Background: Low-Molecular-Weight Heparin (LMWH) is recommended as the first-line treatment in patients with active cancer and venous thromboembolism (VTE), but many patients prefer to take oral anticoagulants and non-injectable forms with more reasonable price. Venous thromboembolism is a very common comorbidity in patients with cancer. Therefore, the aim of this study was to evaluate the efficacy and safety of the rivaroxaban compared with enoxaparin in patients with cancer and VTE.
Methods: This randomized clinical trial was conducted on 50 patients with non-hematologic cancer and deep vein thrombosis (DVP) or pulmonary thromboembolism (PTE) enrolled into Imam Khomeini hospital, from November 2019 to March 2020 in Ahvaz. The participants randomly assigned in two treatment groups (25 patients in each group) of rivaroxaban (15 mg every 12 hours for the first three weeks and then orally at 20 mg daily) or enoxaparin (1 mg/kg by subcutaneous injection every 12 hours) and followed for 6 months to evaluate the efficacy, complications and safety (incidence of recurrent VTE, major bleeding and deaths) of these therapies in Ahvaz.
Results: The three most common cancer diagnoses were breast (n=11, 22%), colon (n=10, 20%), and lung (n=7, 14%).
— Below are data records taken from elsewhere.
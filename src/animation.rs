//! Declarative animation values handed to the renderer.

use crate::component::{PartRef, TrackerId};
use crate::geometry::{Axis, Point};
use clap::ValueEnum;
use serde::{Deserialize, Serialize};
use std::fmt;

/// Rate functions mapping normalized time to progress
#[derive(Debug, Clone, Copy, PartialEq, Eq, Default, Serialize, Deserialize, ValueEnum)]
#[serde(rename_all = "snake_case")]
#[value(rename_all = "snake_case")]
pub enum Easing {
    #[default]
    Linear,
    Smooth,
    RushInto,
    RushFrom,
    ThereAndBack,
    ThereAndBackWithPause,
    DoubleSmooth,
}

const INFLECTION: f64 = 10.0;
const PAUSE_RATIO: f64 = 1.0 / 3.0;

fn sigmoid(x: f64) -> f64 {
    1.0 / (1.0 + (-x).exp())
}

fn smooth(t: f64) -> f64 {
    let error = sigmoid(-INFLECTION / 2.0);
    ((sigmoid(INFLECTION * (t - 0.5)) - error) / (1.0 - 2.0 * error)).clamp(0.0, 1.0)
}

impl Easing {
    /// Progress at `t`, clamped to `[0, 1]`
    pub fn apply(&self, t: f64) -> f64 {
        let t = t.clamp(0.0, 1.0);
        match self {
            Easing::Linear => t,
            Easing::Smooth => smooth(t),
            Easing::RushInto => 2.0 * smooth(t / 2.0),
            Easing::RushFrom => 2.0 * smooth(t / 2.0 + 0.5) - 1.0,
            Easing::ThereAndBack => {
                let t = if t < 0.5 { 2.0 * t } else { 2.0 * (1.0 - t) };
                smooth(t)
            }
            Easing::ThereAndBackWithPause => {
                let a = 1.0 / PAUSE_RATIO;
                if t < 0.5 - PAUSE_RATIO / 2.0 {
                    smooth(a * t)
                } else if t < 0.5 + PAUSE_RATIO / 2.0 {
                    1.0
                } else {
                    smooth(a - a * t)
                }
            }
            Easing::DoubleSmooth => {
                if t < 0.5 {
                    0.5 * smooth(2.0 * t)
                } else {
                    0.5 * (1.0 + smooth(2.0 * t - 1.0))
                }
            }
        }
    }

    pub fn as_str(&self) -> &'static str {
        match self {
            Easing::Linear => "linear",
            Easing::Smooth => "smooth",
            Easing::RushInto => "rush_into",
            Easing::RushFrom => "rush_from",
            Easing::ThereAndBack => "there_and_back",
            Easing::ThereAndBackWithPause => "there_and_back_with_pause",
            Easing::DoubleSmooth => "double_smooth",
        }
    }
}

impl fmt::Display for Easing {
    fn fmt(&self, f: &mut fmt::Formatter<'_>) -> fmt::Result {
        f.write_str(self.as_str())
    }
}

/// Duration and rate function of one sequencer call
#[derive(Debug, Clone, Copy, PartialEq, Serialize, Deserialize)]
pub struct Timing {
    pub duration: f64,
    pub easing: Easing,
}

impl Timing {
    pub fn new(duration: f64, easing: Easing) -> Self {
        Self { duration, easing }
    }

    pub fn linear(duration: f64) -> Self {
        Self::new(duration, Easing::Linear)
    }

    /// Same easing, duration multiplied by `factor`
    pub fn scaled(&self, factor: f64) -> Self {
        Self::new(self.duration * factor, self.easing)
    }
}

/// What happens to the targets of a step
#[derive(Debug, Clone, PartialEq, Serialize, Deserialize)]
#[serde(tag = "type", rename_all = "snake_case")]
pub enum Transform {
    FadeIn,
    FadeOut,
    GrowFromCenter,
    /// Stroke drawn progressively
    Create,
    /// Text or curve written progressively
    Write,
    Scale {
        factor: f64,
        /// Scale about this point instead of each target's own center
        #[serde(default, skip_serializing_if = "Option::is_none")]
        about: Option<Point>,
    },
    Rotate {
        angle: f64,
        #[serde(default, skip_serializing_if = "Option::is_none")]
        about: Option<Point>,
        #[serde(default)]
        axis: Axis,
    },
    MoveTo {
        point: Point,
    },
    MoveAlongPath {
        path: PartRef,
        /// Sampled path, first point to last
        points: Vec<Point>,
    },
    SetValue {
        tracker: TrackerId,
        from: f64,
        to: f64,
    },
    SetOpacity {
        opacity: f64,
    },
    /// Copies of the target radiating from `focal_point` while fading
    Broadcast {
        focal_point: Point,
        n_copies: u32,
        initial_opacity: f64,
        final_opacity: f64,
    },
    Wait,
}

impl Transform {
    /// Broadcast with the usual fifteen copies fading from opaque to clear
    pub fn broadcast(focal_point: Point) -> Self {
        Transform::Broadcast {
            focal_point,
            n_copies: 15,
            initial_opacity: 1.0,
            final_opacity: 0.0,
        }
    }

    pub fn scale(factor: f64) -> Self {
        Transform::Scale {
            factor,
            about: None,
        }
    }
}

/// One transition for a set of sub-parts
#[derive(Debug, Clone, PartialEq, Serialize, Deserialize)]
pub struct AnimationStep {
    pub targets: Vec<PartRef>,
    pub transform: Transform,
    pub duration: f64,
    pub easing: Easing,
}

/// Steps composed strictly in order (`Sequence`) or concurrently (`Group`)
#[derive(Debug, Clone, PartialEq, Serialize, Deserialize)]
#[serde(rename_all = "snake_case")]
pub enum Animation {
    Step(AnimationStep),
    Sequence(Vec<Animation>),
    Group(Vec<Animation>),
}

impl Animation {
    pub fn step(targets: Vec<PartRef>, transform: Transform, timing: Timing) -> Self {
        Animation::Step(AnimationStep {
            targets,
            transform,
            duration: timing.duration,
            easing: timing.easing,
        })
    }

    /// Step on a single target
    pub fn on(target: impl Into<PartRef>, transform: Transform, timing: Timing) -> Self {
        Self::step(vec![target.into()], transform, timing)
    }

    pub fn wait(duration: f64) -> Self {
        Self::step(Vec::new(), Transform::Wait, Timing::linear(duration))
    }

    /// Sequences add up, groups last as long as their longest child
    pub fn duration(&self) -> f64 {
        match self {
            Animation::Step(step) => step.duration,
            Animation::Sequence(children) => children.iter().map(Animation::duration).sum(),
            Animation::Group(children) => children
                .iter()
                .map(Animation::duration)
                .fold(0.0, f64::max),
        }
    }

    /// Leaf steps in declaration order
    pub fn steps(&self) -> Vec<&AnimationStep> {
        match self {
            Animation::Step(step) => vec![step],
            Animation::Sequence(children) | Animation::Group(children) => {
                children.iter().flat_map(Animation::steps).collect()
            }
        }
    }

    pub fn as_step(&self) -> Option<&AnimationStep> {
        match self {
            Animation::Step(step) => Some(step),
            _ => None,
        }
    }

    pub fn children(&self) -> &[Animation] {
        match self {
            Animation::Step(_) => &[],
            Animation::Sequence(children) | Animation::Group(children) => children,
        }
    }

    pub fn is_group(&self) -> bool {
        matches!(self, Animation::Group(_))
    }

    pub fn is_sequence(&self) -> bool {
        matches!(self, Animation::Sequence(_))
    }
}
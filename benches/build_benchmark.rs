use criterion::{black_box, criterion_group, criterion_main, Criterion};
use cosmo_scenes::{
    ActionParams, AssetLoader, ComponentFactory, Sequencer, StyleRegistry, TemplateLoader,
};

fn bench_build(c: &mut Criterion) {
    let registry = StyleRegistry::new();
    TemplateLoader::load_template(&registry, "cosmic_dawn");
    let factory = ComponentFactory::new(&registry, AssetLoader::new("assets"));

    c.bench_function("build_em_bubble", |b| {
        b.iter(|| factory.build(black_box("bubble"), black_box("em"), None).unwrap())
    });

    c.bench_function("build_gallery", |b| b.iter(|| factory.build_gallery().unwrap()));
}

fn bench_sequence(c: &mut Criterion) {
    let registry = StyleRegistry::new();
    let factory = ComponentFactory::new(&registry, AssetLoader::new("assets"));
    let component = factory.build("bubble", "energy_discussion", None).unwrap();
    let params = ActionParams::default();

    c.bench_function("sequence_energy_bubble", |b| {
        b.iter(|| {
            let mut component = component.clone();
            for action in ["fade_in_bulk", "fail_creation", "create", "expand"] {
                Sequencer::run(&mut component, black_box(action), &params).unwrap();
            }
            component
        })
    });
}

criterion_group!(benches, bench_build, bench_sequence);
criterion_main!(benches);
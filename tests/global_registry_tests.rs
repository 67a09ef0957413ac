//! The process-wide helpers share one registry, so everything runs in a
//! single test to keep the steps ordered.

use cosmo_scenes::{
    build, get_defaults, load_template, set_defaults, Color, SceneError, StyleBundle, StyleKind,
    StyleOverrides, StyleValue, Template, TemplateName,
};

#[test]
fn test_global_registry_lifecycle() {
    // every known template round-trips through the registry
    for name in TemplateName::all() {
        assert_eq!(load_template(name.as_str()), name);
        let template = Template::builtin(name).unwrap();
        for kind in StyleKind::all() {
            assert_eq!(get_defaults(kind), template.bundle(kind), "{} {}", name, kind);
        }
    }

    // unknown names load the fallback without failing
    load_template("cosmic_dawn");
    assert_eq!(load_template("nonexistent_name"), TemplateName::FALLBACK);
    let fallback = Template::builtin(TemplateName::FALLBACK).unwrap();
    assert_eq!(
        get_defaults(StyleKind::Brane),
        fallback.bundle(StyleKind::Brane)
    );

    // overrides stay on the component
    let before = get_defaults(StyleKind::Brane);
    let overrides = StyleOverrides::new().with("brane_color", Color::YELLOW);
    let component = build("black_hole", "none", Some(&overrides)).unwrap();
    assert_eq!(
        component.style().get("brane_color"),
        Some(StyleValue::from(Color::YELLOW))
    );
    assert_eq!(get_defaults(StyleKind::Brane), before);

    // a direct bundle replacement is picked up by the next build only
    let StyleBundle::BlackHole(mut black_hole) = get_defaults(StyleKind::BlackHole) else {
        panic!("black hole defaults have the wrong kind");
    };
    black_hole.bh_size = 2.0;
    set_defaults(StyleBundle::BlackHole(black_hole));
    let bigger = build("black_hole", "none", None).unwrap();
    assert!(bigger.primary_shape().width() > component.primary_shape().width());

    assert!(matches!(
        build("bubble", "plasma", None),
        Err(SceneError::UnknownVariant { .. })
    ));
}
use serde::Deserialize;
use std::path::PathBuf;

#[derive(Debug, Deserialize, Clone, PartialEq)]
pub struct AppConfig {
    pub style: StyleConfig,
    pub assets: AssetsConfig,
    pub logging: LoggingConfig,
}

#[derive(Debug, Deserialize, Clone, PartialEq)]
pub struct StyleConfig {
    /// Template applied at startup; unknown names fall back like any other load
    pub template: String,
}

#[derive(Debug, Deserialize, Clone, PartialEq)]
pub struct AssetsConfig {
    pub base_path: PathBuf,
}

#[derive(Debug, Deserialize, Clone, PartialEq)]
pub struct LoggingConfig {
    /// `EnvFilter` directive used when `RUST_LOG` is unset
    pub filter: String,
}

impl Default for AppConfig {
    fn default() -> Self {
        Self {
            style: StyleConfig {
                template: "default_template".to_string(),
            },
            assets: AssetsConfig {
                base_path: PathBuf::from("assets"),
            },
            logging: LoggingConfig {
                filter: "info".to_string(),
            },
        }
    }
}

impl AppConfig {
    pub fn load() -> Result<Self, config::ConfigError> {
        Self::load_from("cosmo_scenes")
    }

    /// Layered load: defaults, then the optional file `name.*`, then environment
    pub fn load_from(name: &str) -> Result<Self, config::ConfigError> {
        let builder = config::Config::builder()
            .set_default("style.template", "default_template")?
            .set_default("assets.base_path", "assets")?
            .set_default("logging.filter", "info")?
            // Load from file if exists
            .add_source(config::File::with_name(name).required(false))
            // Allow env var overrides (e.g. COSMO_SCENES_STYLE__TEMPLATE=dark_energy)
            .add_source(config::Environment::with_prefix("COSMO_SCENES").separator("__"));

        builder.build()?.try_deserialize()
    }
}

#[cfg(test)]
mod tests {
    use super::*;

    #[test]
    fn test_defaults_without_file() {
        let dir = tempfile::tempdir().unwrap();
        let missing = dir.path().join("absent");
        let config = AppConfig::load_from(missing.to_str().unwrap()).unwrap();
        assert_eq!(config.style.template, AppConfig::default().style.template);
        assert_eq!(config.assets.base_path, PathBuf::from("assets"));
    }

    #[test]
    fn test_file_overrides_defaults() {
        let dir = tempfile::tempdir().unwrap();
        let path = dir.path().join("scenes.toml");
        std::fs::write(
            &path,
            "[style]\ntemplate = \"blue_ice\"\n\n[assets]\nbase_path = \"/srv/figures\"\n",
        )
        .unwrap();

        let name = dir.path().join("scenes");
        let config = AppConfig::load_from(name.to_str().unwrap()).unwrap();
        assert_eq!(config.style.template, "blue_ice");
        assert_eq!(config.assets.base_path, PathBuf::from("/srv/figures"));
        assert_eq!(config.logging.filter, "info");
    }
}
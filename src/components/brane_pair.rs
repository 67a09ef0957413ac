//! A junction brane between two AdS vacua.

use super::{rounded_rect, text};
use crate::component::{BranePairVariant, Component, ComponentType, PartName};
use crate::geometry::{Direction, Paint, Point, SceneNode, Shape};
use crate::style::{KindDefaults, StyleSnapshot};

const VACUUM_SIDE: f64 = 4.0;
const GAP: f64 = 0.1;
const LABEL_SIZE: f64 = 0.48;

pub(super) fn layout(
    variant: BranePairVariant,
    style: &KindDefaults,
    snapshot: StyleSnapshot,
) -> Component {
    let vacuum = &style.vacuum;
    let brane = &style.brane;

    let brane_line = SceneNode::shape(
        Shape::Line {
            start: Point::new(0.0, -2.0),
            end: Point::new(0.0, 2.2),
        },
        Paint::stroke(brane.brane_color, brane.brane_stroke_w + 1.0),
    );
    let brane_bottom = -2.0;

    // both boxes sit on the brane's lower end
    let offset = GAP + VACUUM_SIDE / 2.0;
    let center_y = brane_bottom + VACUUM_SIDE / 2.0;
    let outer_center = Point::new(offset, center_y);
    let inner_center = Point::new(-offset, center_y);

    let radii = vacuum.corner_radii();
    let mirrored = [radii[1], radii[0], radii[3], radii[2]];
    let inner_fill = match variant {
        BranePairVariant::Rs => vacuum.vacuum_fill_opa,
        BranePairVariant::Db => vacuum.vacuum_fill_opa + 0.3,
    };
    let vacuum_box = |center: Point, corner_radii: [f64; 4], fill: f64| {
        SceneNode::shape(
            rounded_rect(center, VACUUM_SIDE, VACUUM_SIDE, corner_radii),
            Paint::stroke(vacuum.vacuum_color, vacuum.vacuum_stroke_w)
                .with_fill(vacuum.vacuum_color, fill),
        )
    };
    let inner_vacuum = vacuum_box(inner_center, mirrored, inner_fill);
    let outer_vacuum = vacuum_box(outer_center, radii, vacuum.vacuum_fill_opa);

    let label = |content: &str, center: Point| {
        text(
            content,
            center + Point::new(0.0, -0.5),
            LABEL_SIZE,
            vacuum.vacuum_text_color,
        )
    };
    let inner_label = label("\\Lambda_{5D}= -6 k_{-}^{2}", inner_center);
    let outer_label = match variant {
        BranePairVariant::Rs => label("\\Lambda_{5D}= -6 k_{-}^{2}", outer_center),
        BranePairVariant::Db => label("\\Lambda_{5D}= -6 k_{+}^{2}", outer_center),
    };

    let mut arrow = SceneNode::shape(
        Shape::Arrow {
            start: Point::new(-1.0, 0.0),
            end: Point::new(0.3, 0.0),
        },
        Paint::stroke(style.junction.arrow_color, 6.0),
    );
    if let Some(inner_bounds) = inner_vacuum.bounds() {
        arrow.move_to(inner_bounds.corner(Direction::Left));
    }

    let mut parts = vec![
        (PartName::Brane, brane_line),
        (PartName::InnerVacuum, inner_vacuum),
        (PartName::InnerLabel, inner_label),
        (PartName::OuterVacuum, outer_vacuum),
        (PartName::OuterLabel, outer_label),
    ];
    if variant == BranePairVariant::Rs {
        let symmetry = text(
            "\\mathbb{Z}_{2}",
            Point::new(0.3, 2.3),
            LABEL_SIZE,
            brane.brane_color,
        );
        parts.push((PartName::Symmetry, symmetry));
    }
    parts.push((PartName::NormalArrow, arrow));

    Component::new(ComponentType::BranePair(variant), snapshot, parts)
}

#[cfg(test)]
mod tests {
    use super::*;
    use crate::style::{CornerMask, StyleKind};

    fn build(variant: BranePairVariant, style: &KindDefaults) -> Component {
        layout(variant, style, StyleSnapshot::capture(style, &[StyleKind::Vacuum]))
    }

    #[test]
    fn test_vacua_flank_the_brane() {
        let component = build(BranePairVariant::Db, &KindDefaults::default());
        let inner = component.part(PartName::InnerVacuum).unwrap().bounds().unwrap();
        let outer = component.part(PartName::OuterVacuum).unwrap().bounds().unwrap();
        assert!((inner.max.x + 0.1).abs() < 1e-9);
        assert!((outer.min.x - 0.1).abs() < 1e-9);
        assert!((outer.min.y + 2.0).abs() < 1e-9);
        assert!(!inner.overlaps(&outer));

        let arrow = component.part(PartName::NormalArrow).unwrap().center();
        assert!(arrow.approx_eq(Point::new(-4.1, 0.0), 1e-9));
        assert_eq!(component.part_names().last(), Some(&PartName::NormalArrow));
    }

    #[test]
    fn test_symmetry_only_for_rs() {
        let style = KindDefaults::default();
        assert!(build(BranePairVariant::Rs, &style).part(PartName::Symmetry).is_some());
        assert!(build(BranePairVariant::Db, &style).part(PartName::Symmetry).is_none());
    }

    #[test]
    fn test_inner_vacuum_is_mirrored() {
        let mut style = KindDefaults::default();
        style.vacuum.corner_rad = 0.5;
        style.vacuum.corner_rad_direction = CornerMask([1.0, 0.0, 0.0, 0.0]);
        let component = build(BranePairVariant::Rs, &style);
        let corners = |name| match &component.part(name).unwrap().first_primitive().unwrap().shape {
            Shape::RoundedRect { corner_radii, .. } => *corner_radii,
            _ => panic!("vacuum is not a rounded rectangle"),
        };
        assert_eq!(corners(PartName::OuterVacuum), [0.5, 0.0, 0.0, 0.0]);
        assert_eq!(corners(PartName::InnerVacuum), [0.0, 0.5, 0.0, 0.0]);
    }
}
Major bleeding at 6 months was only seen in one patient (4%) in the enoxaparin group and did not occur in the rivaroxaban group (P>0.05). Minor bleeding occurred in 1 patient (4%) in the rivaroxaban group and did not occur in the enoxaparin group (P>0.05). One patient in the enoxaparin group died because of fever and neutropenia. The prevalence of DVT and PTE in cancer patients was not significantly different based on patient age (P=0.154), gender (P=0.430), BMI (P=0.490), underlying disease (P=0.294), smoking (P=0.955), type of cancer (P=0.527), and metastatic cancer (P=0.280).
Conclusion: The results of this study suggest that the efficacy of rivaroxaban is not less than that of enoxaparin and therefore can be a potential option for patients with non-hematologic cancer and VTE. However, further randomized, controlled trials are needed to confirm these results.